For the last several years I have watched countless television news shows without once seeing a woman anchor or reporter. While many professional broadcasters looked and dressed and sounded like women, all of them were referred to by clearly male colleagues as “You guys”! Strangely, even on all-female shows like “The View,” hostesses (or were they hosts?) referred to their colleagues as “you guys.”
It is significant that one of the most impassioned issues of the feminist movement – one that required right-thinking gender neutralists to embrace the term “Ms.” in order to free women from what they perceived of as the tyranny of being stereotyped by their marital or non-marital status and one that Über-feminist Gloria Steinem chose for the title of her magazine – has come to this: All females, both younger and older, are now referred to as “you guys.”
Imagine if CNN’s Wolf Blitzer hosted a televised seminar about media bias and asked his guests – that included NBC’s Tom Brokaw, NY Times columnist Thomas Friedman, Fox’s Bill O’Reilly, Slate editor Michael Kinsley, MSNBC’s Lester Holt, CBS’s Lesley Stahl and ABC’s Peter Jennings – “What do you gals think?” You can bet that their answers would not be about media bias but about the preposterousness of Blitzer addressing six men and one woman as “you gals.”
Yet thunderous silence has been the response to this issue not only by Gloria Steinem, but also by the mother of feminism, Betty Friedan, the presidents of NOW and NARAL and other feminists who screech if one girl is denied a place on her local soccer team. So uniform is their failure to protest this travesty that one must ask if the ultimate goal of their advocacy was to have females of all ages perceived, indeed treated, as “guys.”
Recently, a Los Angeles “bias and sensitivity” panel took pains to remove any reference to women who “stitch and sew” for fear that it might encourage them to marry. To them – however misguided their intentions – language mattered.
But not one word from any feminists about “you guys”! As if language didn’t matter, as if Ms., in fact, was equal to Mrs. or Miss or Babe or whatever. As if calling girls and women guys was perfectly okay.
“You guys” is only one example that feminism is in its death throes, particularly American
In contrast, European
Consequently, an entire generation of our country’s women – upwardly mobile and squarely in control of their reproductive cycles – have deferred marriage and babies into their mid- or late 30s or even 40s.
The result has been many millions of women who have had a hard time getting pregnant, who often spend many thousands of dollars on infertility treatments and frequently opt for single parenthood – but only sometimes get pregnant.
Yet when these “guys” do get pregnant and are subjected to weekly sonograms, they hang these visuals on their refrigerators, carry them in their pocketbooks, e-mail them to friends and family, and cherish these embryonic representations as the most precious things in their lives.
And when they have amniocenteses to determine if their fetuses are “normal,” even diehard, so-called “pro-choice” feminists often choose to continue their pregnancies instead of opting for abortion, relegating career advancement and material goodies to the back burner of their value systems when they realize that holding and caring for an “imperfect” child is better than jetting off to the Cayman Islands or buying a new Jaguar.

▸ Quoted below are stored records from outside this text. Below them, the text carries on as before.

//! Periodic triggers decoupled from the work they trigger.

use std::time::Duration;
use tokio::sync::{mpsc, oneshot};
use tokio::task::JoinHandle;
use tokio::time::{Instant, MissedTickBehavior};
use tracing::debug;

/// Emits a copy of `job` into a channel every `period` until stopped. The
/// consumer decides how jobs run; a single consumer runs them one at a time.
pub struct PeriodicTask {
    name: String,
    stop: Option<oneshot::Sender<()>>,
    handle: JoinHandle<()>,
}

impl PeriodicTask {
    pub fn start<J>(name: &str, period: Duration, sender: mpsc::Sender<J>, job: J) -> Self
    where
        J: Clone + Send + 'static,
    {
        let (stop_tx, mut stop_rx) = oneshot::channel();
        let task_name = name.to_string();

        let handle = tokio::spawn(async move {
            let mut ticker = tokio::time::interval_at(Instant::now() + period, period);
            ticker.set_missed_tick_behavior(MissedTickBehavior::Skip);
            loop {
                tokio::select! {
                    _ = &mut stop_rx => break,
                    _ = ticker.tick() => {
                        debug!(task = %task_name, "Periodic task fired");
                        if sender.send(job.clone()).await.is_err() {
                            break;
                        }
                    }
                }
            }
        });

        Self {
            name: name.to_string(),
            stop: Some(stop_tx),
            handle,
        }
    }

    pub fn name(&self) -> &str {
        &self.name
    }

    pub async fn stop(mut self) {
        if let Some(stop) = self.stop.take() {
            let _ = stop.send(());
        }
        let _ = self.handle.await;
        debug!(task = %self.name, "Periodic task stopped");
    }
}
//! Currency conversion abstractions

use crate::core::error::FetchError;
use async_trait::async_trait;

/// A source quoting how many units of `to` one unit of `from` buys.
#[async_trait]
pub trait CurrencyRateProvider: Send + Sync {
    async fn get_rate(&self, from: &str, to: &str) -> Result<f64, FetchError>;
}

While I can’t imagine why any female, of any age, would tolerate being called a “guy,” I have sympathy with those who have come to their anti-abortion stance later rather than earlier in their lives.
After having my children young (at 18, 20 and 23), I had an abortion – to my everlasting remorse. But in my early 30s, I became a delivery room nurse and what I studied and later witnessed was that even six-week-old fetuses were exquisitely formed, with perfectly shaped skulls and inside them brains that might one day have found the cure for AIDS and cancer and now SARS, budding fingers that might one day have designed another Sistine Chapel or played Beethoven sonatas, legs that might one day have challenged Mia Hamm’s, the capacity to produce urine and the presence of regular heartbeats and intact digestive and neurological systems.

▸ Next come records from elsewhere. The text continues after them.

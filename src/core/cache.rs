use crate::core::rates::CachedPayload;
use async_trait::async_trait;
use chrono::{DateTime, Duration, Utc};
use std::sync::Arc;
use tracing::{debug, warn};

/// A byte oriented key/value collection whose entries are only ever
/// overwritten. Implementations swallow backend errors and log them; a
/// failed read looks like a miss.
#[async_trait]
pub trait KeyValueCollection: Send + Sync {
    async fn get(&self, key: &[u8]) -> Option<Vec<u8>>;
    async fn put(&self, key: &[u8], value: Vec<u8>);
}

pub const RATES_CACHE_KEY: &str = "exchangeRatesCache";

pub fn cache_ttl() -> Duration {
    Duration::hours(24)
}

/// Outcome of reading the cached payload, keeping expired entries visible to
/// callers that need to tell "stale" apart from "missing".
#[derive(Debug, Clone, PartialEq)]
pub enum CacheLookup {
    Fresh(CachedPayload),
    Expired(CachedPayload),
    Missing,
}

/// Single slot store for the last successfully fetched rates and prices.
#[derive(Clone)]
pub struct RateCache {
    collection: Arc<dyn KeyValueCollection>,
    ttl: Duration,
}

impl RateCache {
    pub fn new(collection: Arc<dyn KeyValueCollection>) -> Self {
        Self {
            collection,
            ttl: cache_ttl(),
        }
    }

    /// Overwrites the single cached record.
    pub async fn save(&self, payload: &CachedPayload) {
        match serde_json::to_vec(payload) {
            Ok(bytes) => {
                self.collection.put(RATES_CACHE_KEY.as_bytes(), bytes).await;
                debug!(timestamp = payload.timestamp, "Saved rates to cache");
            }
            Err(e) => warn!(error = %e, "Failed to serialize rates cache"),
        }
    }

    /// Returns the cached payload unless it is absent, unreadable or expired.
    pub async fn load(&self) -> Option<CachedPayload> {
        match self.lookup(Utc::now()).await {
            CacheLookup::Fresh(payload) => Some(payload),
            _ => None,
        }
    }

    /// Whether data fetched at `captured_at` has outlived the TTL by `now`.
    pub fn is_expired(&self, captured_at: DateTime<Utc>, now: DateTime<Utc>) -> bool {
        now - captured_at >= self.ttl
    }

    pub async fn lookup(&self, now: DateTime<Utc>) -> CacheLookup {
        let Some(bytes) = self.collection.get(RATES_CACHE_KEY.as_bytes()).await else {
            debug!("No cached rates");
            return CacheLookup::Missing;
        };

        let payload: CachedPayload = match serde_json::from_slice(&bytes) {
            Ok(payload) => payload,
            Err(e) => {
                warn!(error = %e, "Discarding unreadable rates cache");
                return CacheLookup::Missing;
            }
        };

        let age = now.timestamp_millis() - payload.timestamp;
        if age >= self.ttl.num_milliseconds() {
            debug!(age_ms = age, "Cached rates expired");
            CacheLookup::Expired(payload)
        } else {
            CacheLookup::Fresh(payload)
        }
    }
}
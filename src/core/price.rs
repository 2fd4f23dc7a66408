//! Pricing abstractions

use crate::core::error::FetchError;
use crate::core::rates::CryptoAsset;
use async_trait::async_trait;

/// A source of spot prices for crypto assets, quoted in `quote`.
#[async_trait]
pub trait PriceProvider: Send + Sync {
    async fn fetch_price(&self, asset: CryptoAsset, quote: &str) -> Result<f64, FetchError>;
}
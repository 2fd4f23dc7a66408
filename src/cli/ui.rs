use comfy_table::modifiers::UTF8_ROUND_CORNERS;
use comfy_table::presets::UTF8_FULL;
use comfy_table::{Attribute, Cell, CellAlignment, Color, ContentArrangement, Table};
use console::style;
use indicatif::{ProgressBar, ProgressStyle};
use std::time::Duration;

/// Defines different styles for text elements.
pub enum StyleType {
    Title,
    Success,
    Info,
    Error,
    Subtle,
}

/// Applies a consistent style to a string.
pub fn style_text(text: &str, style_type: StyleType) -> String {
    let styled = match style_type {
        StyleType::Title => style(text).bold().underlined(),
        StyleType::Success => style(text).green().bold(),
        StyleType::Info => style(text).yellow(),
        StyleType::Error => style(text).red().bold(),
        StyleType::Subtle => style(text).dim(),
    };
    styled.to_string()
}

/// Creates a new `comfy_table::Table` with standard styling.
pub fn new_styled_table() -> Table {
    let mut table = Table::new();
    table
        .load_preset(UTF8_FULL)
        .apply_modifier(UTF8_ROUND_CORNERS)
        .set_content_arrangement(ContentArrangement::Dynamic);
    table
}

/// Creates a styled header cell for a table.
pub fn header_cell(text: &str) -> Cell {
    Cell::new(text)
        .fg(Color::Cyan)
        .add_attribute(Attribute::Bold)
}

/// Formats an `Option<T>` into a `Cell`. `None` is displayed as "N/A".
pub fn format_optional_cell<T>(value: Option<T>, format_fn: impl Fn(T) -> String) -> Cell {
    value.map_or(
        Cell::new("N/A")
            .fg(Color::DarkGrey)
            .set_alignment(CellAlignment::Right),
        |v| Cell::new(format_fn(v)).set_alignment(CellAlignment::Right),
    )
}

/// Formats a percentage change, `+` prefixed when positive.
pub fn format_change(change: f64) -> String {
    if change > 0.0 {
        format!("+{change:.2}%")
    } else {
        format!("{change:.2}%")
    }
}

/// Creates a cell for displaying percentage change with color coding.
/// A missing baseline renders as a neutral `--`.
pub fn change_cell(change: Option<f64>) -> Cell {
    match change {
        None => Cell::new("--")
            .fg(Color::DarkGrey)
            .set_alignment(CellAlignment::Right),
        Some(change) => {
            let color = if change > 0.0 {
                Color::Green
            } else if change < 0.0 {
                Color::Red
            } else {
                Color::Reset
            };
            Cell::new(format_change(change))
                .fg(color)
                .set_alignment(CellAlignment::Right)
        }
    }
}

/// Formats `value` with at most `decimals` fraction digits, dropping trailing zeros.
pub fn format_trimmed(value: f64, decimals: usize) -> String {
    let text = format!("{value:.decimals$}");
    if text.contains('.') {
        text.trim_end_matches('0').trim_end_matches('.').to_string()
    } else {
        text
    }
}

/// Creates a spinner shown while sources are being queried.
pub fn new_spinner(message: &str) -> ProgressBar {
    let pb = ProgressBar::new_spinner();
    if let Ok(style) = ProgressStyle::default_spinner().template("{spinner:.green} {msg}") {
        pb.set_style(style);
    }
    pb.set_message(message.to_string());
    pb.enable_steady_tick(Duration::from_millis(100));
    pb
}

#[cfg(test)]
mod tests {
    use super::*;

    #[test]
    fn test_format_change_sign() {
        assert_eq!(format_change(1.234), "+1.23%");
        assert_eq!(format_change(-0.5), "-0.50%");
        assert_eq!(format_change(0.0), "0.00%");
    }

    #[test]
    fn test_format_trimmed() {
        assert_eq!(format_trimmed(0.00002, 8), "0.00002");
        assert_eq!(format_trimmed(2000.0, 0), "2000");
        assert_eq!(format_trimmed(1.5, 8), "1.5");
        assert_eq!(format_trimmed(3.0, 8), "3");
    }
}
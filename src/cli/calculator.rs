use super::dashboard::refresh_rates_with_spinner;
use super::ui::{
    StyleType, format_optional_cell, format_trimmed, header_cell, new_spinner, new_styled_table,
    style_text,
};
use crate::App;
use crate::core::conversion::{
    CRYPTO_DECIMALS, ConversionUnit, CryptoConversion, CryptoDirection, FiatDirection, compare,
    convert_crypto, convert_fiat,
};
use crate::core::rates::{ApplicationState, CryptoAsset, RateKind};
use crate::core::repository::{Markets, RateRepository};
use anyhow::Result;
use comfy_table::Cell;
use tracing::debug;

/// Restores cached data and only goes to the network for what is missing.
async fn ensure_rates(repository: &RateRepository, state: &mut ApplicationState) -> Result<()> {
    repository.restore(state).await;
    if !state.rates.is_populated() {
        debug!("No usable cached rates, refreshing");
        refresh_rates_with_spinner(repository, state).await?;
    }
    Ok(())
}

async fn ensure_crypto_prices(
    repository: &RateRepository,
    state: &mut ApplicationState,
) -> Result<()> {
    if !state.crypto_prices.is_populated() {
        debug!("No usable cached prices, refreshing");
        let pb = new_spinner("Fetching crypto prices...");
        let result = repository.refresh_crypto_prices(state).await;
        pb.finish_and_clear();
        result?;
    }
    Ok(())
}

fn currency_code(kind: RateKind, markets: &Markets) -> &str {
    match kind {
        RateKind::Usd => "USD",
        RateKind::Eur => "EUR",
        RateKind::Stablecoin => markets.stablecoin.as_str(),
    }
}

fn unavailable() {
    println!(
        "{}",
        style_text(
            "Unavailable: the selected rate has not been fetched yet",
            StyleType::Error
        )
    );
}

pub async fn run_convert(
    app: &App,
    rate: RateKind,
    direction: FiatDirection,
    amount: f64,
) -> Result<()> {
    let repository = app.repository(None)?;
    let mut state = ApplicationState::default();
    ensure_rates(&repository, &mut state).await?;

    let markets = repository.markets();
    let (from, to) = match direction {
        FiatDirection::ToLocal => (currency_code(rate, markets), markets.local_currency.as_str()),
        FiatDirection::FromLocal => (markets.local_currency.as_str(), currency_code(rate, markets)),
    };

    match convert_fiat(&state.rates, rate, direction, amount) {
        Some(result) => println!(
            "{amount:.2} {from} = {} {to}",
            style_text(&format!("{result:.2}"), StyleType::Success)
        ),
        None => unavailable(),
    }
    Ok(())
}

pub async fn run_compare(
    app: &App,
    first: RateKind,
    second: RateKind,
    direction: FiatDirection,
    amount: f64,
) -> Result<()> {
    let repository = app.repository(None)?;
    let mut state = ApplicationState::default();
    ensure_rates(&repository, &mut state).await?;

    let Some(comparison) = compare(&state.rates, first, second, direction, amount) else {
        unavailable();
        return Ok(());
    };

    let markets = repository.markets();
    let unit = |kind: RateKind| match direction {
        FiatDirection::ToLocal => markets.local_currency.clone(),
        FiatDirection::FromLocal => currency_code(kind, markets).to_string(),
    };

    println!(
        "\n{}",
        style_text(&format!("Comparing {amount:.2}"), StyleType::Title)
    );
    let mut table = new_styled_table();
    table.set_header(vec![header_cell("Rate"), header_cell("Result")]);
    table.add_row(vec![
        Cell::new(first.label()),
        format_optional_cell(Some(comparison.first), |v| format!("{v:.2} {}", unit(first))),
    ]);
    table.add_row(vec![
        Cell::new(second.label()),
        format_optional_cell(Some(comparison.second), |v| {
            format!("{v:.2} {}", unit(second))
        }),
    ]);
    table.add_row(vec![
        Cell::new("Average"),
        format_optional_cell(Some(comparison.average), |v| format!("{v:.2}")),
    ]);
    table.add_row(vec![
        Cell::new("Difference"),
        format_optional_cell(Some(comparison.percent_difference), |v| format!("{v:.2}%")),
    ]);
    println!("{table}");
    Ok(())
}

pub fn format_conversion(conversion: &CryptoConversion, markets: &Markets) -> String {
    match conversion.unit {
        ConversionUnit::Asset(asset) => format!(
            "{} {asset}",
            format_trimmed(conversion.value, CRYPTO_DECIMALS as usize)
        ),
        ConversionUnit::Subunit(subunit) => format!("{:.0} {}", conversion.value, subunit.name()),
        ConversionUnit::Stablecoin => format!("{:.2} {}", conversion.value, markets.stablecoin),
        ConversionUnit::Local => format!("{:.2} {}", conversion.value, markets.local_currency),
    }
}

pub async fn run_crypto_convert(
    app: &App,
    asset: CryptoAsset,
    direction: CryptoDirection,
    amount: f64,
    subunit: bool,
) -> Result<()> {
    let repository = app.repository(None)?;
    let mut state = ApplicationState::default();
    match direction {
        CryptoDirection::LocalToCrypto | CryptoDirection::CryptoToLocal => {
            ensure_rates(&repository, &mut state).await?
        }
        _ => {
            repository.restore(&mut state).await;
        }
    }
    ensure_crypto_prices(&repository, &mut state).await?;

    if subunit && (asset.subunit().is_none() || !direction.yields_asset()) {
        println!(
            "{}",
            style_text(
                "Subunits only apply to BTC and ETH amounts, ignoring",
                StyleType::Subtle
            )
        );
    }

    let markets = repository.markets();
    match convert_crypto(
        &state.rates,
        &state.crypto_prices,
        asset,
        direction,
        amount,
        subunit,
    ) {
        Some(conversion) => println!(
            "{}",
            style_text(&format_conversion(&conversion, markets), StyleType::Success)
        ),
        None => unavailable(),
    }
    Ok(())
}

All that each one of these aborted fetuses needed (including my own) was a little more time to gain weight. But all of them were sacrificed on both the spurious values and sham altar of American feminism.
Is there anything redeeming about our country’s bleak state of feminism? Yes. Every woman in the media (to use but one example of influential females) can start by interrupting anyone who calls her “guy” by simply saying, “I’m not a guy… but you were saying?”
And every woman who contemplates abortion can simply not “go there” by reminding herself that no matter what her goals are, what she hopes to accomplish, what she believes in and what she wants her legacy to be should not be predicated upon denying the child she carries any less chance of fulfilling his or her aspirations.